For security reasons, Gonzalez does not say much more about his defection, but as the conversation turns to the international language of baseball and his new baseball home -- Philadelphia -- the hint of a smile appears on his face.

“I feel like the change has been a good one,” he said.

This conversation with Gonzalez occurred Thursday at the Phillies’ spring-training complex in Clearwater. Six weeks earlier, the 27-year-old, power-arm right-hander signed a three-year, $12 million contract with the Phillies.

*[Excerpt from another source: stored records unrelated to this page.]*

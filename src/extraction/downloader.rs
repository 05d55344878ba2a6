use crate::extraction::api::{daily_endpoint, OpenDataApi};
use crate::extraction::error::FetchError;
use crate::extraction::planner::DateWindow;
use crate::extraction::retry::RetryPolicy;
use crate::types::observation::RawObservation;
use crate::types::station::Station;
use chrono::Utc;
use log::{debug, info, warn};

pub const EXTRACTION_TIMESTAMP_FORMAT: &str = "%Y-%m-%d %H:%M:%S";

/// Result of downloading every planned window of one station.
#[derive(Debug, Clone, Default, PartialEq)]
pub struct StationDownload {
    pub rows: Vec<RawObservation>,
    pub windows_requested: usize,
    /// Windows answered with "no data"; not failures.
    pub empty_windows: usize,
    /// Windows whose fetch still failed after retries; their data is missing.
    pub failed_windows: Vec<DateWindow>,
}

/// Fetches daily observations for one station, window by window.
pub struct StationDownloader<'a, A: OpenDataApi> {
    api: &'a A,
    retry: &'a RetryPolicy,
}

impl<'a, A: OpenDataApi> StationDownloader<'a, A> {
    pub fn new(api: &'a A, retry: &'a RetryPolicy) -> Self {
        Self { api, retry }
    }

    /// Runs the two-step fetch for one window, retrying transient failures, and
    /// annotates every row with the station name, `batch_id` and capture time.
    pub async fn download_window(
        &self,
        station: &Station,
        window: &DateWindow,
        batch_id: &str,
    ) -> Result<Vec<RawObservation>, FetchError> {
        let endpoint = daily_endpoint(&station.code, window);
        let operation = format!("daily values {} {}", station.code, window);
        let api = self.api;

        let mut rows = self
            .retry
            .run(&operation, || {
                let endpoint = endpoint.as_str();
                async move {
                    let body = api.fetch_dataset(endpoint).await?;
                    serde_json::from_str::<Vec<RawObservation>>(&body).map_err(|e| {
                        FetchError::MalformedPayload {
                            url: endpoint.to_string(),
                            message: e.to_string(),
                        }
                    })
                }
            })
            .await?;

        let extracted_at = Utc::now().format(EXTRACTION_TIMESTAMP_FORMAT).to_string();
        for row in &mut rows {
            if row.station_code.is_none() {
                row.station_code = Some(station.code.clone());
            }
            row.station_name = Some(station.name.clone());
            row.batch_id = Some(batch_id.to_string());
            row.extracted_at = Some(extracted_at.clone());
        }
        Ok(rows)
    }

    /// Downloads every window in order. A failing window is logged and
    /// skipped; it never aborts the station or the run.
    pub async fn download(
        &self,
        station: &Station,
        windows: &[DateWindow],
        batch_id: &str,
    ) -> StationDownload {
        let mut result = StationDownload {
            windows_requested: windows.len(),
            ..StationDownload::default()
        };

        for window in windows {
            match self.download_window(station, window, batch_id).await {
                Ok(rows) => {
                    debug!("Station {} window {}: {} rows", station.code, window, rows.len());
                    result.rows.extend(rows);
                }
                Err(FetchError::NoData(_)) => {
                    info!("Station {} has no data for {}", station.code, window);
                    result.empty_windows += 1;
                }
                Err(e) => {
                    warn!(
                        "Skipping window {} of station {} after failed fetch: {}",
                        window, station.code, e
                    );
                    result.failed_windows.push(*window);
                }
            }
        }
        result
    }
}

#[cfg(test)]
mod tests {
    use super::*;
    use crate::extraction::api::fake::FakeApi;
    use chrono::NaiveDate;
    use serde_json::json;
    use std::time::Duration;

    fn station(code: &str) -> Station {
        Station {
            code: code.to_string(),
            name: format!("STATION {code}"),
            province: Some("MADRID".to_string()),
            altitude: None,
            latitude: None,
            longitude: None,
            synop_code: None,
        }
    }

    fn window(start: &str, end: &str) -> DateWindow {
        DateWindow::new(
            NaiveDate::parse_from_str(start, "%Y-%m-%d").unwrap(),
            NaiveDate::parse_from_str(end, "%Y-%m-%d").unwrap(),
        )
    }

    fn rows() -> Vec<serde_json::Value> {
        vec![
            json!({"fecha": "2024-01-01", "indicativo": "3195", "tmed": "9,4", "prec": "0,0"}),
            json!({"fecha": "2024-01-02", "indicativo": "3195", "tmed": "8,1", "prec": "Ip"}),
            json!({"fecha": "2024-02-15", "indicativo": "3195", "tmed": "11,0"}),
        ]
    }

    #[tokio::test]
    async fn test_download_annotates_rows() -> Result<(), FetchError> {
        let api = FakeApi::default().with_rows("3195", rows());
        let policy = RetryPolicy::fixed(3, Duration::from_millis(1));
        let downloader = StationDownloader::new(&api, &policy);

        let rows = downloader
            .download_window(&station("3195"), &window("2024-01-01", "2024-01-31"), "batch-1")
            .await?;

        assert_eq!(rows.len(), 2);
        for row in &rows {
            assert_eq!(row.station_name.as_deref(), Some("STATION 3195"));
            assert_eq!(row.batch_id.as_deref(), Some("batch-1"));
            assert!(row.extracted_at.is_some());
        }
        Ok(())
    }

    #[tokio::test]
    async fn test_transient_failure_is_retried() {
        let api = FakeApi::default().with_rows("3195", rows()).failing("3195", 2);
        let policy = RetryPolicy::fixed(3, Duration::from_millis(1));
        let downloader = StationDownloader::new(&api, &policy);

        let result = downloader
            .download(&station("3195"), &[window("2024-01-01", "2024-03-01")], "b")
            .await;

        assert_eq!(result.rows.len(), 3);
        assert!(result.failed_windows.is_empty());
        assert_eq!(api.call_count(), 3);
    }

    #[tokio::test]
    async fn test_exhausted_window_is_skipped_not_fatal() {
        let api = FakeApi::default().with_rows("3195", rows()).failing("3195", 3);
        let policy = RetryPolicy::fixed(3, Duration::from_millis(1));
        let downloader = StationDownloader::new(&api, &policy);

        let windows = [window("2024-01-01", "2024-01-31"), window("2024-02-01", "2024-02-29")];
        let result = downloader.download(&station("3195"), &windows, "b").await;

        // First window burns all three failures, second succeeds.
        assert_eq!(result.windows_requested, 2);
        assert_eq!(result.failed_windows, vec![windows[0]]);
        assert_eq!(result.rows.len(), 1);
        assert_eq!(result.rows[0].date.as_deref(), Some("2024-02-15"));
    }

    #[tokio::test]
    async fn test_no_data_window_is_empty() {
        let api = FakeApi::default().with_rows("3195", rows());
        let policy = RetryPolicy::fixed(3, Duration::from_millis(1));
        let downloader = StationDownloader::new(&api, &policy);

        let result = downloader
            .download(&station("3195"), &[window("2023-01-01", "2023-06-30")], "b")
            .await;

        assert!(result.rows.is_empty());
        assert_eq!(result.empty_windows, 1);
        assert!(result.failed_windows.is_empty());
        // "No data" is final, not retried
        assert_eq!(api.call_count(), 1);
    }
}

“I hope he slides into our rotation for 2014,” general manager Ruben Amaro Jr. said on the day the deal was finalized. “Great stuff. We’ll see how it translates at the major-league level.”

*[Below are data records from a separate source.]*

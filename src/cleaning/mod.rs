pub mod audit;
pub mod coerce;
pub mod engine;
pub mod error;
pub mod imputation;
pub mod regions;
pub mod thresholds;
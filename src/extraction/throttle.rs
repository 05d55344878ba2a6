use log::debug;
use std::time::Duration;
use tokio::sync::Mutex;
use tokio::time::{sleep_until, Instant};

/// Enforces a minimum spacing between consecutive provider requests.
#[derive(Debug)]
pub struct Throttle {
    min_interval: Duration,
    last_request: Mutex<Option<Instant>>,
}

impl Throttle {
    pub fn new(min_interval: Duration) -> Self {
        Self {
            min_interval,
            last_request: Mutex::new(None),
        }
    }

    /// Waits until at least `min_interval` has passed since the previous call
    /// returned, then records the new request time.
    pub async fn wait(&self) {
        let mut last = self.last_request.lock().await;
        if let Some(previous) = *last {
            let ready_at = previous + self.min_interval;
            if ready_at > Instant::now() {
                debug!("Throttling provider request for {:?}", ready_at - Instant::now());
                sleep_until(ready_at).await;
            }
        }
        *last = Some(Instant::now());
    }
}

With a translating assist from Ray Robles, the Phillies’ coordinator of international operations, Gonzalez spoke with Philadelphia-based reporters for the first time Thursday. He talked about his hopes and dreams, his health and his style of pitching.

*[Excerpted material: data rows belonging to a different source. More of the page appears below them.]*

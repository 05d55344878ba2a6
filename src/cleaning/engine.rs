use crate::cleaning::coerce::{coerce, Rejection};
use crate::cleaning::imputation::{impute_station, DEFAULT_GAP_THRESHOLD};
use crate::cleaning::regions::ProvinceMap;
use crate::cleaning::thresholds::{enforce_temperature_order, Thresholds};
use crate::types::cleaned::CleanedRecord;
use crate::types::observation::{ObservationField, RawObservation};
use bon::bon;
use log::{debug, info, warn};
use std::collections::{BTreeMap, BTreeSet, HashMap};

/// What happened to the rows of one cleaning run.
#[derive(Debug, Clone, Default, PartialEq, Eq)]
pub struct CleaningReport {
    pub input_rows: usize,
    pub rejected_missing_code: usize,
    pub rejected_invalid_date: usize,
    pub unmapped_provinces: BTreeSet<String>,
    pub values_out_of_range: usize,
    pub inconsistent_temperatures: usize,
    pub values_imputed: usize,
    pub dropped_without_tmed: usize,
    pub duplicates_removed: usize,
    pub output_rows: usize,
}

/// Turns a raw batch into deduplicated, imputed records.
///
/// Stages run in order: type coercion, region mapping, threshold filtering,
/// temperature consistency, per-station imputation and finalization.
#[derive(Debug, Clone)]
pub struct Cleaner {
    province_map: ProvinceMap,
    thresholds: Thresholds,
    gap_threshold: usize,
}

#[bon]
impl Cleaner {
    #[builder]
    pub fn new(
        province_map: Option<ProvinceMap>,
        thresholds: Option<Thresholds>,
        gap_threshold: Option<usize>,
    ) -> Self {
        Self {
            province_map: province_map.unwrap_or_default(),
            thresholds: thresholds.unwrap_or_default(),
            gap_threshold: gap_threshold.unwrap_or(DEFAULT_GAP_THRESHOLD),
        }
    }

    pub fn clean(&self, raw: &[RawObservation]) -> (Vec<CleanedRecord>, CleaningReport) {
        let mut report = CleaningReport {
            input_rows: raw.len(),
            ..CleaningReport::default()
        };
        if raw.is_empty() {
            warn!("No data to clean");
            return (Vec::new(), report);
        }

        // --- Type coercion ---
        let mut records = Vec::with_capacity(raw.len());
        for row in raw {
            match coerce(row) {
                Ok(record) => records.push(record),
                Err(Rejection::MissingStationCode) => report.rejected_missing_code += 1,
                Err(Rejection::InvalidDate) => report.rejected_invalid_date += 1,
            }
        }
        if report.rejected_missing_code + report.rejected_invalid_date > 0 {
            warn!(
                "Dropped {} rows without a station code and {} rows with an invalid date",
                report.rejected_missing_code, report.rejected_invalid_date
            );
        }

        // --- Region mapping ---
        report.unmapped_provinces = self.province_map.apply_all(&mut records);
        if !report.unmapped_provinces.is_empty() {
            warn!("Unmapped provinces: {:?}", report.unmapped_provinces);
        }

        // --- Thresholds and consistency ---
        for record in &mut records {
            report.values_out_of_range += self.thresholds.apply(record);
            if enforce_temperature_order(record) {
                report.inconsistent_temperatures += 1;
            }
        }
        debug!(
            "Nulled {} out-of-range values and {} inconsistent temperature triples",
            report.values_out_of_range, report.inconsistent_temperatures
        );

        // --- Imputation per station ---
        let mut by_station: BTreeMap<String, Vec<CleanedRecord>> = BTreeMap::new();
        for record in records {
            by_station
                .entry(record.station_code.clone())
                .or_default()
                .push(record);
        }
        let mut imputed = Vec::new();
        for (_, mut station_records) in by_station {
            // Stable: duplicates of one date stay in arrival order.
            station_records.sort_by_key(|r| r.date);
            report.values_imputed += impute_station(
                &mut station_records,
                &ObservationField::IMPUTED,
                self.gap_threshold,
            );
            imputed.extend(station_records);
        }

        // --- Finalization ---
        let before_drop = imputed.len();
        imputed.retain(|r| r.tmed.is_some());
        report.dropped_without_tmed = before_drop - imputed.len();

        for (i, record) in imputed.iter_mut().enumerate() {
            if record.prec.is_none() {
                record.prec = Some(0.0);
            }
            record.cleaning_id = i as i64 + 1;
        }

        let cleaned = dedup_keep_last(imputed);
        report.duplicates_removed = before_drop - report.dropped_without_tmed - cleaned.len();
        report.output_rows = cleaned.len();

        info!(
            "Cleaned {} raw rows into {} records ({} imputed values, {} duplicates removed)",
            report.input_rows, report.output_rows, report.values_imputed, report.duplicates_removed
        );
        (cleaned, report)
    }
}

/// Keeps the last record of every (date, station) key, preserving order.
pub fn dedup_keep_last(records: Vec<CleanedRecord>) -> Vec<CleanedRecord> {
    let mut last = HashMap::with_capacity(records.len());
    for (i, record) in records.iter().enumerate() {
        last.insert(record.key(), i);
    }
    let keep: Vec<bool> = records
        .iter()
        .enumerate()
        .map(|(i, r)| last.get(&r.key()) == Some(&i))
        .collect();
    drop(last);

    records
        .into_iter()
        .zip(keep)
        .filter_map(|(r, keep)| keep.then_some(r))
        .collect()
}
use aemet_etl::{Credentials, EtlConfig, EtlError, EtlPipeline};
use chrono::{Local, NaiveDate};
use clap::{Parser, Subcommand};
use log::{error, info};
use std::error::Error;
use std::path::PathBuf;
use std::process::ExitCode;

#[derive(Parser)]
#[command(name = "aemet-etl")]
#[command(about = "Incremental ETL of AEMET daily climatological observations")]
#[command(version)]
struct Cli {
    #[command(subcommand)]
    command: Commands,

    #[arg(short, long, global = true, help = "Configuration file [default: config/config.yaml]")]
    config: Option<PathBuf>,

    #[arg(short, long, global = true, help = "Enable verbose logging")]
    verbose: bool,

    #[arg(long, global = true, help = "Override today's date (YYYY-MM-DD)")]
    today: Option<NaiveDate>,
}

#[derive(Subcommand)]
enum Commands {
    /// Extract new observations, clean them and load them into the store
    Run,

    /// Extract new observations into the raw CSV only
    Extract,

    /// Clean an existing raw CSV and write the cleaned CSV
    Clean {
        #[arg(short, long, help = "Raw CSV [default: the configured raw store]")]
        input: Option<PathBuf>,
    },

    /// Load a cleaned CSV into the store
    Load {
        #[arg(short, long, help = "Cleaned CSV [default: the configured cleaned file]")]
        input: Option<PathBuf>,
    },
}

fn init_logging(verbose: bool) {
    let default_level = if verbose { "debug" } else { "info" };
    env_logger::Builder::from_env(env_logger::Env::default().default_filter_or(default_level)).init();
}

async fn run(cli: Cli) -> Result<(), EtlError> {
    let config = EtlConfig::load(cli.config.as_deref())?;
    let pipeline = EtlPipeline::new(config);
    let today = cli.today.unwrap_or_else(|| Local::now().date_naive());

    match cli.command {
        Commands::Run => {
            let api_key = Credentials::api_key()?;
            let database_url = Credentials::database_url()?;
            let summary = pipeline.run(&api_key, &database_url, today).await?;
            info!("{:?}", summary);
        }
        Commands::Extract => {
            let api_key = Credentials::api_key()?;
            let outcome = pipeline.extract(&api_key, today).await?;
            info!("Extracted {} rows ({:?})", outcome.rows.len(), outcome.summary);
        }
        Commands::Clean { input } => {
            let input = input.unwrap_or_else(|| pipeline.config().paths.raw_store());
            let (records, _) = pipeline.clean_file(&input).await?;
            info!("Cleaned file has {} records", records.len());
        }
        Commands::Load { input } => {
            let database_url = Credentials::database_url()?;
            let input = input.unwrap_or_else(|| pipeline.config().paths.cleaned_file());
            let loaded = pipeline.load_file(&input, &database_url).await?;
            info!("Loaded {} rows", loaded);
        }
    }
    Ok(())
}

#[tokio::main]
async fn main() -> ExitCode {
    // A missing .env file is fine; the variables may come from the environment.
    dotenvy::dotenv().ok();
    let cli = Cli::parse();
    init_logging(cli.verbose);

    match run(cli).await {
        Ok(()) => ExitCode::SUCCESS,
        Err(e) => {
            let mut message = e.to_string();
            let mut source = e.source();
            while let Some(cause) = source {
                message.push_str(&format!(": {cause}"));
                source = cause.source();
            }
            error!("ETL pipeline failed: {}", message);
            ExitCode::FAILURE
        }
    }
}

“I have several pitches,” he said. “Fastball, curveball, changeup, cutter, splitter.”

He paused.

“Knuckleball. Sinker.”

Knuckleball?

Si.”

That’s more than several.

***

Gonzalez said he’s able to use any of those pitches in a game. He was asked how he decided which pitch to throw and his answer was that of an educated baseball man.

“Every day is different,” he said. “The hitter will show you what kind of pitch you want to throw.

“The main thing for me is location, getting the pitches where I want them.”

That comment provided a good segue.

Gonzalez, who pitched in two World Cup tournaments for Cuba, was suspended from his national team after a failed attempt to defect in 2012. He has pitched only a handful of competitive innings in the last 18 months, mostly during a showcase for major-league clubs this summer in Mexico. When is this guy going to get on a bullpen mound and show off some of that repertoire? He has spent the last month conditioning his body and arm but has yet to throw off a bullpen mound.

Joe Jordan, the Phillies’ director of player development, said the plan was for Gonzalez to throw off a mound in the next week or 10 days, then move into an offseason conditioning program before starting a pre-spring training throwing program in January.

“Initially we were thinking we were going to get him into bullpens, but we decided it just wasn’t the right thing to do,” Jordan said. “He had gone on this lengthy tour throwing for teams and showcasing himself. Then he took six weeks off before we signed him. We decided there was no need to accelerate him just so we could see a bullpen.

“We decided to slow him down and get him a good base, start him from the ground up -- conditioning program, shoulder program, long-toss. He’s been 100 percent committed.

“Once spring training starts, he’s going to be familiar with what we do to prepare and condition the arm, the shoulder. We’ve gotten through that so it won’t be as foreign when spring training starts.”

Gonzalez didn’t have a problem with the Phillies’ taking the slow road because he encountered some hurdles when he cranked up his arm after the layoff.

“I didn’t feel quite there yet,” he said. “I didn’t feel coordinated.”

He’s throwing long-toss at 120 feet now and feels …

“Excellent,” he said. “I am finally finding myself again. A year and a half not pitching … I wasn’t coordinated and with a month of training here, I feel like I’m coming back."


***

Questions remain.

For instance, will Gonzalez be ready to compete for a spot next to Cole Hamels and Cliff Lee in the starting rotation in mid-February?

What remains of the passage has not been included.